- EXERCISE DETAILS:
Search the entries below for the word "Some", then copy each line in which it is found.

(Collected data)
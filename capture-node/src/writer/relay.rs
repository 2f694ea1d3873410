use async_trait::async_trait;
use tracing::{error, info};

use super::{ClosedSegment, LocalWriter, Writer};
use crate::error::Result;
use crate::media::{CodecDescriptors, Unit};
use crate::upload::{PendingUpload, UploadQueue};

/// Records through its own [`LocalWriter`] and hands every finished segment
/// to the camera's upload queue. The local file is removed once the upload
/// succeeds.
pub struct CloudRelayWriter {
    local: LocalWriter,
    uploads: UploadQueue,
}

impl CloudRelayWriter {
    pub fn new(local: LocalWriter, uploads: UploadQueue) -> Self {
        Self { local, uploads }
    }

    fn relay(&self, segment: ClosedSegment) {
        let ClosedSegment { path, started } = segment;
        if let Err(e) = self.uploads.enqueue(PendingUpload { path, started }) {
            error!(camera = %self.local.camera(), "{}", e);
        }
    }
}

#[async_trait]
impl Writer for CloudRelayWriter {
    fn name(&self) -> &str {
        "cloud-relay"
    }

    async fn open(&mut self, descriptors: &CodecDescriptors) -> Result<()> {
        self.local.open(descriptors).await
    }

    async fn write(&mut self, unit: &Unit) -> Result<()> {
        if let Some(segment) = self.local.write_unit(unit).await? {
            self.relay(segment);
        }
        Ok(())
    }

    async fn close(&mut self) -> Result<()> {
        if let Some(segment) = self.local.close_segment().await? {
            info!(camera = %self.local.camera(), "Relaying final segment {}", segment.path.display());
            self.relay(segment);
        }
        Ok(())
    }
}

#[cfg(test)]
mod tests {
    use super::*;
    use crate::clock::ManualClock;
    use crate::media::{CodecDescriptor, MediaBackend, Packet, VideoCodec};
    use crate::upload::testing::RecordingUploader;
    use crate::upload::RelayPolicy;
    use bytes::Bytes;
    use chrono::{TimeZone, Utc};
    use std::path::Path;
    use std::sync::Arc;
    use std::time::Duration;
    use tokio_util::task::TaskTracker;

    fn descriptors() -> CodecDescriptors {
        CodecDescriptors::single(CodecDescriptor {
            codec: VideoCodec::Mjpeg,
            width: 320,
            height: 240,
            framerate: None,
            caps: None,
            header: Bytes::new(),
        })
    }

    fn packet() -> Unit {
        Unit::Packet(Packet {
            data: Bytes::from_static(&[0xFF, 0xD8, 0xFF, 0xD9]),
            pts: None,
            duration: None,
            keyframe: true,
        })
    }

    fn files_in(dir: &Path) -> usize {
        std::fs::read_dir(dir.join("front_door")).unwrap().count()
    }

    async fn record_seventy_seconds(uploader: Arc<RecordingUploader>, dir: &Path) -> TaskTracker {
        let clock = ManualClock::new(Utc.with_ymd_and_hms(2024, 5, 10, 8, 0, 0).unwrap());
        let tracker = TaskTracker::new();
        let local = LocalWriter::new(
            "front_door",
            dir,
            Duration::from_secs(60),
            Arc::new(MediaBackend::new()),
            Arc::new(clock.clone()),
        );
        let policy = RelayPolicy {
            prefix: String::new(),
            max_attempts: 2,
            retry_backoff: Duration::from_millis(5),
        };
        let queue = UploadQueue::spawn("front_door", uploader, policy, &tracker);
        let mut writer = CloudRelayWriter::new(local, queue);

        writer.open(&descriptors()).await.unwrap();
        for _ in 0..700 {
            clock.advance(Duration::from_millis(100));
            writer.write(&packet()).await.unwrap();
        }
        tracker
    }

    #[tokio::test]
    async fn test_rotated_segment_is_uploaded_and_removed() {
        let dir = tempfile::tempdir().unwrap();
        let uploader = Arc::new(RecordingUploader::default());

        let tracker = record_seventy_seconds(uploader.clone(), dir.path()).await;
        tracker.close();
        tokio::time::timeout(Duration::from_secs(5), tracker.wait())
            .await
            .unwrap();

        assert_eq!(uploader.keys(), vec!["2024-05-10/front_door-2024-05-10-08-00.mjpeg"]);
        // Only the segment that was still recording remains.
        assert_eq!(files_in(dir.path()), 1);
    }

    #[tokio::test]
    async fn test_failed_upload_keeps_segment() {
        let dir = tempfile::tempdir().unwrap();
        let uploader = Arc::new(RecordingUploader::failing(usize::MAX));

        let tracker = record_seventy_seconds(uploader.clone(), dir.path()).await;
        tracker.close();
        tokio::time::timeout(Duration::from_secs(5), tracker.wait())
            .await
            .unwrap();

        assert_eq!(uploader.calls.load(std::sync::atomic::Ordering::SeqCst), 2);
        assert!(uploader.keys().is_empty());
        assert_eq!(files_in(dir.path()), 2);
    }

    #[tokio::test]
    async fn test_close_relays_final_segment() {
        let dir = tempfile::tempdir().unwrap();
        let uploader = Arc::new(RecordingUploader::default());
        let clock = ManualClock::new(Utc.with_ymd_and_hms(2024, 5, 10, 8, 0, 0).unwrap());
        let tracker = TaskTracker::new();
        let local = LocalWriter::new(
            "front_door",
            dir.path(),
            Duration::from_secs(60),
            Arc::new(MediaBackend::new()),
            Arc::new(clock.clone()),
        );
        let policy = RelayPolicy {
            prefix: "site-a".to_string(),
            max_attempts: 1,
            retry_backoff: Duration::from_millis(5),
        };
        let queue = UploadQueue::spawn("front_door", uploader.clone(), policy, &tracker);
        let mut writer = CloudRelayWriter::new(local, queue);

        writer.open(&descriptors()).await.unwrap();
        writer.write(&packet()).await.unwrap();
        writer.close().await.unwrap();
        drop(writer);

        tracker.close();
        tracker.wait().await;
        assert_eq!(uploader.keys(), vec!["site-a/2024-05-10/front_door-2024-05-10-08-00.mjpeg"]);
        assert_eq!(files_in(dir.path()), 0);
    }
}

- SOLUTION TO THIS PROBLEM:
        if let Some(segment) = self.local.write_unit(unit).await? {
        if let Some(segment) = self.local.close_segment().await? {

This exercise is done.